# Creer un PDF modifiable - bon d'intervention



## loupien (3 Juillet 2016)

Bonjour,

Je viens d'acquérir un iPad Pro 9.7 pour la partie dessin et j'ai également besoin pour mon activité de remplir des bons d'intervention pour mes clients lors de mes déplacements.
Je cherche une solution (sans nécessairement investir dans ADOBE ACROBAT) pour créer un PDF type "Bon d'intervention", que je pourrais ensuite remplir lors de mes interventions avec ou sans le pencil et envoyer immédiatement au client par mail du coup. 

Quelqu'un aurait il une solution à me proposer svp?

D'avance merci.
Loupien


----------



## jeff01 (3 Juillet 2016)

J'en ai pas, mais je suis preneur aussi !


----------



## Gwen (4 Juillet 2016)

Il faut que ton PDF soit créé de telle maniée à ce qu'il puisse être remplis. Ensuite, tu n'auras besoin que d'un logiciel basique prenant en charge les PDF pour remplir les cases.

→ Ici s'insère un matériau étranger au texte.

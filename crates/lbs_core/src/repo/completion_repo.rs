//! Occurrence completion marks.
//!
//! Completions are source data: the materializer replays them into the
//! `status` column of cache rows, so the cache stays reconstructible.

use crate::model::task::{OwnerId, TaskId};
use crate::repo::{parse_uuid, RepoResult};
use crate::schedule::calendar::DateRange;
use chrono::NaiveDate;
use rusqlite::{params, Connection};

/// One completed `(task, date)` occurrence.
#[derive(Debug, Clone, Copy, PartialEq, Eq, Hash)]
pub struct Completion {
    pub task_id: TaskId,
    pub target_date: NaiveDate,
}

pub trait CompletionRepository {
    /// Returns `true` when a new mark was written.
    fn mark_completed(
        &self,
        owner_id: OwnerId,
        task_id: TaskId,
        target_date: NaiveDate,
    ) -> RepoResult<bool>;
    /// Returns `true` when an existing mark was removed.
    fn clear_completed(
        &self,
        owner_id: OwnerId,
        task_id: TaskId,
        target_date: NaiveDate,
    ) -> RepoResult<bool>;
    fn list_completions(&self, owner_id: OwnerId, range: DateRange) -> RepoResult<Vec<Completion>>;
}

pub struct SqliteCompletionRepository<'conn> {
    conn: &'conn Connection,
}

impl<'conn> SqliteCompletionRepository<'conn> {
    pub fn new(conn: &'conn Connection) -> Self {
        Self { conn }
    }
}

impl CompletionRepository for SqliteCompletionRepository<'_> {
    fn mark_completed(
        &self,
        owner_id: OwnerId,
        task_id: TaskId,
        target_date: NaiveDate,
    ) -> RepoResult<bool> {
        let changed = self.conn.execute(
            "INSERT OR IGNORE INTO task_completions (owner_id, task_id, target_date)
             VALUES (?1, ?2, ?3);",
            params![owner_id.to_string(), task_id.to_string(), target_date],
        )?;
        Ok(changed > 0)
    }

    fn clear_completed(
        &self,
        owner_id: OwnerId,
        task_id: TaskId,
        target_date: NaiveDate,
    ) -> RepoResult<bool> {
        let changed = self.conn.execute(
            "DELETE FROM task_completions
             WHERE owner_id = ?1
               AND task_id = ?2
               AND target_date = ?3;",
            params![owner_id.to_string(), task_id.to_string(), target_date],
        )?;
        Ok(changed > 0)
    }

    fn list_completions(&self, owner_id: OwnerId, range: DateRange) -> RepoResult<Vec<Completion>> {
        let mut stmt = self.conn.prepare(
            "SELECT task_id, target_date
             FROM task_completions
             WHERE owner_id = ?1
               AND target_date >= ?2
               AND target_date <= ?3
             ORDER BY target_date ASC, task_id ASC;",
        )?;
        let mut rows = stmt.query(params![owner_id.to_string(), range.start, range.end])?;
        let mut completions = Vec::new();
        while let Some(row) = rows.next()? {
            let task_text: String = row.get(0)?;
            completions.push(Completion {
                task_id: parse_uuid(&task_text, "task_completions.task_id")?,
                target_date: row.get(1)?,
            });
        }
        Ok(completions)
    }
}
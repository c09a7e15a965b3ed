//! Task repository contracts and SQLite implementation.
//!
//! # Responsibility
//! - Provide create/update/read APIs over the `tasks` relation.
//! - Map the closed [`RecurrenceRule`] enum onto the flat rule columns.
//!
//! # Invariants
//! - Write paths call `Task::validate()` before SQL mutations.
//! - Rows whose rule columns do not form a valid rule are reported as
//!   `InvalidData`, never silently skipped.
//! - There is no delete API; deactivation is an update.

use crate::model::task::{OwnerId, RecurrenceRule, RuleKind, Task, TaskId, WeekdaySet};
use crate::repo::{bool_to_int, parse_flag, parse_uuid, RepoError, RepoResult};
use crate::schedule::calendar::weekday_to_mon1;
use chrono::NaiveDate;
use rusqlite::types::Value;
use rusqlite::{params, params_from_iter, Connection, Row};

const TASK_SELECT_SQL: &str = "SELECT
    task_id,
    owner_id,
    task_name,
    context,
    base_load,
    active,
    rule_type,
    due_date,
    mon, tue, wed, thu, fri, sat, sun,
    anchor_date,
    interval_days,
    month_day,
    nth_in_month,
    weekday_mon1,
    start_date,
    end_date,
    notes,
    external_sync_id
FROM tasks";

const WEEKDAY_COLUMNS: [&str; 7] = ["mon", "tue", "wed", "thu", "fri", "sat", "sun"];

/// Query options for listing one owner's tasks.
#[derive(Debug, Clone, PartialEq, Eq)]
pub struct TaskListQuery {
    pub owner_id: OwnerId,
    pub include_inactive: bool,
    /// Exact context filter after trimming.
    pub context: Option<String>,
}

impl TaskListQuery {
    pub fn active(owner_id: OwnerId) -> Self {
        Self {
            owner_id,
            include_inactive: false,
            context: None,
        }
    }

    pub fn all(owner_id: OwnerId) -> Self {
        Self {
            owner_id,
            include_inactive: true,
            context: None,
        }
    }
}

/// Repository interface for task persistence.
pub trait TaskRepository {
    fn create_task(&self, task: &Task) -> RepoResult<TaskId>;
    /// Full replacement of an existing task owned by `task.owner_id`.
    fn update_task(&self, task: &Task) -> RepoResult<()>;
    fn get_task(&self, owner_id: OwnerId, task_id: TaskId) -> RepoResult<Option<Task>>;
    /// Lists tasks ordered by `task_id` for deterministic expansion.
    fn list_tasks(&self, query: &TaskListQuery) -> RepoResult<Vec<Task>>;
    /// Distinct owners that have at least one task.
    fn list_owner_ids(&self) -> RepoResult<Vec<OwnerId>>;
}

/// SQLite-backed task repository.
pub struct SqliteTaskRepository<'conn> {
    conn: &'conn Connection,
}

impl<'conn> SqliteTaskRepository<'conn> {
    pub fn new(conn: &'conn Connection) -> Self {
        Self { conn }
    }
}

impl TaskRepository for SqliteTaskRepository<'_> {
    fn create_task(&self, task: &Task) -> RepoResult<TaskId> {
        task.validate()?;
        let columns = RuleColumns::from_rule(&task.rule);

        self.conn.execute(
            "INSERT INTO tasks (
                task_id, owner_id, task_name, context, base_load, active,
                rule_type, due_date,
                mon, tue, wed, thu, fri, sat, sun,
                anchor_date, interval_days, month_day, nth_in_month, weekday_mon1,
                start_date, end_date, notes, external_sync_id
            ) VALUES (
                ?1, ?2, ?3, ?4, ?5, ?6,
                ?7, ?8,
                ?9, ?10, ?11, ?12, ?13, ?14, ?15,
                ?16, ?17, ?18, ?19, ?20,
                ?21, ?22, ?23, ?24
            );",
            params![
                task.id.to_string(),
                task.owner_id.to_string(),
                task.name.trim(),
                task.context.trim(),
                task.base_load,
                bool_to_int(task.active),
                columns.rule_type,
                columns.due_date,
                bool_to_int(columns.flags[0]),
                bool_to_int(columns.flags[1]),
                bool_to_int(columns.flags[2]),
                bool_to_int(columns.flags[3]),
                bool_to_int(columns.flags[4]),
                bool_to_int(columns.flags[5]),
                bool_to_int(columns.flags[6]),
                columns.anchor_date,
                columns.interval_days,
                columns.month_day,
                columns.nth_in_month,
                columns.weekday_mon1,
                task.start_date,
                task.end_date,
                task.notes.as_deref(),
                task.external_sync_id.as_deref(),
            ],
        )?;

        Ok(task.id)
    }

    fn update_task(&self, task: &Task) -> RepoResult<()> {
        task.validate()?;
        let columns = RuleColumns::from_rule(&task.rule);

        let changed = self.conn.execute(
            "UPDATE tasks
             SET
                task_name = ?3,
                context = ?4,
                base_load = ?5,
                active = ?6,
                rule_type = ?7,
                due_date = ?8,
                mon = ?9, tue = ?10, wed = ?11, thu = ?12, fri = ?13, sat = ?14, sun = ?15,
                anchor_date = ?16,
                interval_days = ?17,
                month_day = ?18,
                nth_in_month = ?19,
                weekday_mon1 = ?20,
                start_date = ?21,
                end_date = ?22,
                notes = ?23,
                external_sync_id = ?24,
                updated_at = (strftime('%s', 'now') * 1000)
             WHERE task_id = ?1
               AND owner_id = ?2;",
            params![
                task.id.to_string(),
                task.owner_id.to_string(),
                task.name.trim(),
                task.context.trim(),
                task.base_load,
                bool_to_int(task.active),
                columns.rule_type,
                columns.due_date,
                bool_to_int(columns.flags[0]),
                bool_to_int(columns.flags[1]),
                bool_to_int(columns.flags[2]),
                bool_to_int(columns.flags[3]),
                bool_to_int(columns.flags[4]),
                bool_to_int(columns.flags[5]),
                bool_to_int(columns.flags[6]),
                columns.anchor_date,
                columns.interval_days,
                columns.month_day,
                columns.nth_in_month,
                columns.weekday_mon1,
                task.start_date,
                task.end_date,
                task.notes.as_deref(),
                task.external_sync_id.as_deref(),
            ],
        )?;

        if changed == 0 {
            return Err(RepoError::NotFound {
                entity: "task",
                id: task.id,
            });
        }
        Ok(())
    }

    fn get_task(&self, owner_id: OwnerId, task_id: TaskId) -> RepoResult<Option<Task>> {
        let mut stmt = self.conn.prepare(&format!(
            "{TASK_SELECT_SQL}
             WHERE task_id = ?1
               AND owner_id = ?2;"
        ))?;

        let mut rows = stmt.query(params![task_id.to_string(), owner_id.to_string()])?;
        if let Some(row) = rows.next()? {
            return Ok(Some(parse_task_row(row)?));
        }
        Ok(None)
    }

    fn list_tasks(&self, query: &TaskListQuery) -> RepoResult<Vec<Task>> {
        let mut sql = format!("{TASK_SELECT_SQL} WHERE owner_id = ?");
        let mut bind_values = vec![Value::Text(query.owner_id.to_string())];

        if !query.include_inactive {
            sql.push_str(" AND active = 1");
        }
        if let Some(context) = query.context.as_ref() {
            sql.push_str(" AND context = ?");
            bind_values.push(Value::Text(context.trim().to_string()));
        }
        sql.push_str(" ORDER BY task_id ASC");

        let mut stmt = self.conn.prepare(&sql)?;
        let mut rows = stmt.query(params_from_iter(bind_values))?;
        let mut tasks = Vec::new();
        while let Some(row) = rows.next()? {
            tasks.push(parse_task_row(row)?);
        }
        Ok(tasks)
    }

    fn list_owner_ids(&self) -> RepoResult<Vec<OwnerId>> {
        let mut stmt = self
            .conn
            .prepare("SELECT DISTINCT owner_id FROM tasks ORDER BY owner_id ASC;")?;
        let mut rows = stmt.query([])?;
        let mut owners = Vec::new();
        while let Some(row) = rows.next()? {
            let value: String = row.get(0)?;
            owners.push(parse_uuid(&value, "tasks.owner_id")?);
        }
        Ok(owners)
    }
}

/// Flat column projection of a [`RecurrenceRule`].
struct RuleColumns {
    rule_type: &'static str,
    due_date: Option<NaiveDate>,
    flags: [bool; 7],
    anchor_date: Option<NaiveDate>,
    interval_days: Option<i64>,
    month_day: Option<i64>,
    nth_in_month: Option<i64>,
    weekday_mon1: Option<i64>,
}

impl RuleColumns {
    fn from_rule(rule: &RecurrenceRule) -> Self {
        let mut columns = Self {
            rule_type: rule.kind().as_str(),
            due_date: None,
            flags: [false; 7],
            anchor_date: None,
            interval_days: None,
            month_day: None,
            nth_in_month: None,
            weekday_mon1: None,
        };
        match rule {
            RecurrenceRule::Once { due_date } => columns.due_date = Some(*due_date),
            RecurrenceRule::Weekly { days } => columns.flags = days.flags(),
            RecurrenceRule::EveryNDays {
                anchor_date,
                interval_days,
            } => {
                columns.anchor_date = Some(*anchor_date);
                columns.interval_days = Some(i64::from(*interval_days));
            }
            RecurrenceRule::MonthlyDay { month_day } => {
                columns.month_day = Some(i64::from(*month_day));
            }
            RecurrenceRule::MonthlyNthWeekday { nth, weekday } => {
                columns.nth_in_month = Some(nth.index());
                columns.weekday_mon1 = Some(weekday_to_mon1(*weekday));
            }
        }
        columns
    }
}

fn parse_task_row(row: &Row<'_>) -> RepoResult<Task> {
    let id_text: String = row.get("task_id")?;
    let owner_text: String = row.get("owner_id")?;

    let task = Task {
        id: parse_uuid(&id_text, "tasks.task_id")?,
        owner_id: parse_uuid(&owner_text, "tasks.owner_id")?,
        name: row.get("task_name")?,
        context: row.get("context")?,
        base_load: row.get("base_load")?,
        active: parse_flag(row.get("active")?, "tasks.active")?,
        rule: parse_rule(row)?,
        start_date: row.get("start_date")?,
        end_date: row.get("end_date")?,
        notes: row.get("notes")?,
        external_sync_id: row.get("external_sync_id")?,
    };
    task.validate()
        .map_err(|err| RepoError::InvalidData(format!("task {id_text}: {err}")))?;
    Ok(task)
}

fn parse_rule(row: &Row<'_>) -> RepoResult<RecurrenceRule> {
    let rule_text: String = row.get("rule_type")?;
    let kind = RuleKind::parse(&rule_text).ok_or_else(|| {
        RepoError::InvalidData(format!("invalid rule type `{rule_text}` in tasks.rule_type"))
    })?;
    let missing = |column: &str| {
        RepoError::InvalidData(format!(
            "rule `{rule_text}` requires non-null tasks.{column}"
        ))
    };

    let rule = match kind {
        RuleKind::Once => RecurrenceRule::Once {
            due_date: row
                .get::<_, Option<NaiveDate>>("due_date")?
                .ok_or_else(|| missing("due_date"))?,
        },
        RuleKind::Weekly => {
            let mut flags = [false; 7];
            for (flag, column) in flags.iter_mut().zip(WEEKDAY_COLUMNS) {
                *flag = parse_flag(row.get(column)?, column)?;
            }
            RecurrenceRule::Weekly {
                days: WeekdaySet::from_flags(flags),
            }
        }
        RuleKind::EveryNDays => {
            let anchor_date = row
                .get::<_, Option<NaiveDate>>("anchor_date")?
                .ok_or_else(|| missing("anchor_date"))?;
            let interval_days = row
                .get::<_, Option<i64>>("interval_days")?
                .ok_or_else(|| missing("interval_days"))?;
            RecurrenceRule::every_n_days(anchor_date, interval_days)?
        }
        RuleKind::MonthlyDay => {
            let month_day = row
                .get::<_, Option<i64>>("month_day")?
                .ok_or_else(|| missing("month_day"))?;
            RecurrenceRule::monthly_day(month_day)?
        }
        RuleKind::MonthlyNthWeekday => {
            let nth = row
                .get::<_, Option<i64>>("nth_in_month")?
                .ok_or_else(|| missing("nth_in_month"))?;
            let weekday = row
                .get::<_, Option<i64>>("weekday_mon1")?
                .ok_or_else(|| missing("weekday_mon1"))?;
            RecurrenceRule::monthly_nth_weekday(nth, weekday)?
        }
    };
    Ok(rule)
}
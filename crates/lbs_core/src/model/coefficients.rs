//! Versioned per-owner load coefficients.
//!
//! # Invariants
//! - Exactly one active set per owner: the highest stored version.
//! - A set is immutable once stored; updates insert a new version.
//! - Owners without a stored set use [`Coefficients::default`].

use crate::model::task::OwnerId;
use serde::{Deserialize, Serialize};
use thiserror::Error;

pub const DEFAULT_ALPHA: f64 = 0.1;
pub const DEFAULT_BETA: f64 = 1.2;
pub const DEFAULT_CAP: f64 = 8.0;
pub const DEFAULT_SWITCH_COST: f64 = 0.5;

#[derive(Debug, Clone, PartialEq, Error)]
pub enum CoefficientValidationError {
    #[error("coefficient `{name}` must be finite, got {value}")]
    NonFinite { name: &'static str, value: f64 },
    #[error("coefficient `{name}` must not be negative, got {value}")]
    Negative { name: &'static str, value: f64 },
    #[error("daily capacity cap must be positive, got {0}")]
    NonPositiveCap(f64),
}

/// Tunable parameters of the load formula.
#[derive(Debug, Clone, Copy, PartialEq, Serialize, Deserialize)]
pub struct Coefficients {
    /// Count-penalty coefficient.
    pub alpha: f64,
    /// Count-penalty exponent.
    pub beta: f64,
    /// Daily capacity ceiling.
    pub cap: f64,
    /// Penalty per additional distinct context.
    pub switch_cost: f64,
}

impl Default for Coefficients {
    fn default() -> Self {
        Self {
            alpha: DEFAULT_ALPHA,
            beta: DEFAULT_BETA,
            cap: DEFAULT_CAP,
            switch_cost: DEFAULT_SWITCH_COST,
        }
    }
}

impl Coefficients {
    pub fn validate(&self) -> Result<(), CoefficientValidationError> {
        for (name, value) in [
            ("alpha", self.alpha),
            ("beta", self.beta),
            ("cap", self.cap),
            ("switch_cost", self.switch_cost),
        ] {
            if !value.is_finite() {
                return Err(CoefficientValidationError::NonFinite { name, value });
            }
            if value < 0.0 {
                return Err(CoefficientValidationError::Negative { name, value });
            }
        }
        if self.cap <= 0.0 {
            return Err(CoefficientValidationError::NonPositiveCap(self.cap));
        }
        Ok(())
    }
}

/// Partial coefficient update; unset fields keep the current value.
#[derive(Debug, Clone, Copy, Default, PartialEq, Serialize, Deserialize)]
pub struct CoefficientPatch {
    pub alpha: Option<f64>,
    pub beta: Option<f64>,
    pub cap: Option<f64>,
    pub switch_cost: Option<f64>,
}

impl CoefficientPatch {
    pub fn apply_to(&self, current: Coefficients) -> Coefficients {
        Coefficients {
            alpha: self.alpha.unwrap_or(current.alpha),
            beta: self.beta.unwrap_or(current.beta),
            cap: self.cap.unwrap_or(current.cap),
            switch_cost: self.switch_cost.unwrap_or(current.switch_cost),
        }
    }
}

/// One stored version of an owner's coefficients.
#[derive(Debug, Clone, Copy, PartialEq, Serialize, Deserialize)]
pub struct CoefficientSet {
    pub owner_id: OwnerId,
    /// Monotonic per owner, starting at 1. Version 0 marks built-in defaults.
    pub version: u32,
    pub coefficients: Coefficients,
    /// Epoch milliseconds of the write that produced this version.
    pub updated_at: i64,
}

impl CoefficientSet {
    /// Built-in defaults for owners that never stored a set.
    pub fn defaults_for(owner_id: OwnerId) -> Self {
        Self {
            owner_id,
            version: 0,
            coefficients: Coefficients::default(),
            updated_at: 0,
        }
    }

    pub fn is_default(&self) -> bool {
        self.version == 0
    }
}
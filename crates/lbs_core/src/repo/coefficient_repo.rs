//! Versioned coefficient sets.
//!
//! # Invariants
//! - Versions per owner start at 1 and grow by one; rows are never updated.
//! - The highest version is the active set. Owners without rows use
//!   [`CoefficientSet::defaults_for`] (version 0).

use crate::model::coefficients::{CoefficientSet, Coefficients};
use crate::model::task::OwnerId;
use crate::repo::{parse_uuid, RepoError, RepoResult};
use rusqlite::{params, Connection, OptionalExtension, Row, Transaction, TransactionBehavior};

const COEFFICIENT_SELECT_SQL: &str = "SELECT
    owner_id,
    version,
    alpha,
    beta,
    cap,
    switch_cost,
    updated_at
FROM coefficient_sets";

pub trait CoefficientRepository {
    /// Active set, falling back to defaults.
    fn current(&self, owner_id: OwnerId) -> RepoResult<CoefficientSet>;
    /// Appends a new version and returns it.
    fn insert_version(
        &self,
        owner_id: OwnerId,
        coefficients: &Coefficients,
    ) -> RepoResult<CoefficientSet>;
    /// All stored versions, newest first.
    fn history(&self, owner_id: OwnerId) -> RepoResult<Vec<CoefficientSet>>;
}

pub struct SqliteCoefficientRepository<'conn> {
    conn: &'conn Connection,
}

impl<'conn> SqliteCoefficientRepository<'conn> {
    pub fn new(conn: &'conn Connection) -> Self {
        Self { conn }
    }
}

impl CoefficientRepository for SqliteCoefficientRepository<'_> {
    fn current(&self, owner_id: OwnerId) -> RepoResult<CoefficientSet> {
        let row = self
            .conn
            .query_row(
                &format!(
                    "{COEFFICIENT_SELECT_SQL}
                     WHERE owner_id = ?1
                     ORDER BY version DESC
                     LIMIT 1;"
                ),
                [owner_id.to_string()],
                |row| Ok(parse_coefficient_row(row)),
            )
            .optional()?;

        match row {
            Some(parsed) => parsed,
            None => Ok(CoefficientSet::defaults_for(owner_id)),
        }
    }

    fn insert_version(
        &self,
        owner_id: OwnerId,
        coefficients: &Coefficients,
    ) -> RepoResult<CoefficientSet> {
        coefficients.validate()?;

        let tx = Transaction::new_unchecked(self.conn, TransactionBehavior::Immediate)?;
        let next_version: u32 = tx.query_row(
            "SELECT COALESCE(MAX(version), 0) + 1
             FROM coefficient_sets
             WHERE owner_id = ?1;",
            [owner_id.to_string()],
            |row| row.get(0),
        )?;
        tx.execute(
            "INSERT INTO coefficient_sets (
                owner_id, version, alpha, beta, cap, switch_cost, updated_at
            ) VALUES (?1, ?2, ?3, ?4, ?5, ?6, (strftime('%s', 'now') * 1000));",
            params![
                owner_id.to_string(),
                next_version,
                coefficients.alpha,
                coefficients.beta,
                coefficients.cap,
                coefficients.switch_cost,
            ],
        )?;
        let stored = tx.query_row(
            &format!(
                "{COEFFICIENT_SELECT_SQL}
                 WHERE owner_id = ?1
                   AND version = ?2;"
            ),
            params![owner_id.to_string(), next_version],
            |row| Ok(parse_coefficient_row(row)),
        )??;
        tx.commit()?;
        Ok(stored)
    }

    fn history(&self, owner_id: OwnerId) -> RepoResult<Vec<CoefficientSet>> {
        let mut stmt = self.conn.prepare(&format!(
            "{COEFFICIENT_SELECT_SQL}
             WHERE owner_id = ?1
             ORDER BY version DESC;"
        ))?;
        let mut rows = stmt.query([owner_id.to_string()])?;
        let mut sets = Vec::new();
        while let Some(row) = rows.next()? {
            sets.push(parse_coefficient_row(row)?);
        }
        Ok(sets)
    }
}

fn parse_coefficient_row(row: &Row<'_>) -> RepoResult<CoefficientSet> {
    let owner_text: String = row.get("owner_id")?;
    let set = CoefficientSet {
        owner_id: parse_uuid(&owner_text, "coefficient_sets.owner_id")?,
        version: row.get("version")?,
        coefficients: Coefficients {
            alpha: row.get("alpha")?,
            beta: row.get("beta")?,
            cap: row.get("cap")?,
            switch_cost: row.get("switch_cost")?,
        },
        updated_at: row.get("updated_at")?,
    };
    set.coefficients.validate().map_err(|err| {
        RepoError::InvalidData(format!(
            "coefficient set v{} for owner {}: {err}",
            set.version, set.owner_id
        ))
    })?;
    Ok(set)
}
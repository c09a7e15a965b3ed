//! SQLite storage bootstrap and schema migration entry points.
//!
//! # Responsibility
//! - Open and configure SQLite connections for the load balancing engine.
//! - Apply schema migrations in deterministic order.
//!
//! # Invariants
//! - Migration version is tracked via `PRAGMA user_version`.
//! - Engine code must not read/write tasks or cache rows before migrations succeed.

use thiserror::Error;

pub mod migrations;
mod open;

pub use open::{open_db, open_db_in_memory};

pub type DbResult<T> = Result<T, DbError>;

#[derive(Debug, Error)]
pub enum DbError {
    #[error("{0}")]
    Sqlite(#[from] rusqlite::Error),
    #[error("database schema version {db_version} is newer than supported {latest_supported}")]
    UnsupportedSchemaVersion {
        db_version: u32,
        latest_supported: u32,
    },
}

impl DbError {
    /// Returns whether retrying the same operation may succeed.
    ///
    /// Lock contention and I/O failures are transient; a schema that is newer
    /// than this binary is not.
    pub fn is_retryable(&self) -> bool {
        match self {
            Self::Sqlite(_) => true,
            Self::UnsupportedSchemaVersion { .. } => false,
        }
    }
}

Ce genre de PDF peut être créé sur un ordinateur avec inDesign. Il doit exister d’autres logiciels pour ça également, mais je ne les connais pas.


----------



## loupien (4 Juillet 2016)

gwen a dit:


> Il faut que ton PDF soit créé de telle maniée à ce qu'il puisse être remplis. Ensuite, tu n'auras besoin que d'un logiciel basique prenant en charge les PDF pour remplir les cases.
> 
> Ce genre de PDF peut être créé sur un ordinateur avec inDesign. Il doit exister d’autres logiciels pour ça également, mais je ne les connais pas.



Ok, merci pour ta réponse. Bon je n'ai pas encore InDesign et je sais qu'il demande quand même quelques notions... je vais y regarder de plus prêt. Maintenant si d'autres ont des idées sur une solution autre, je reste toujours preneur  Merci


----------



## lineakd (4 Juillet 2016)

@loupien, tu peux regarder les apps pdf office et formconnect.


----------



## USB09 (12 Août 2016)

Créer votre pdf avec  PAGES, des tableaux pour en faire un formulaire. 
Vous pouvez soit le remplir directement et l'envoyer ensuite. 
Soit en faire un pdf et le modifier ensuite avec une autre application (iFiles, Document5, etc...). 

Conseil: tirez le tableau vers le bas pour l'agrandir et ainsi agrandir les cases.


----------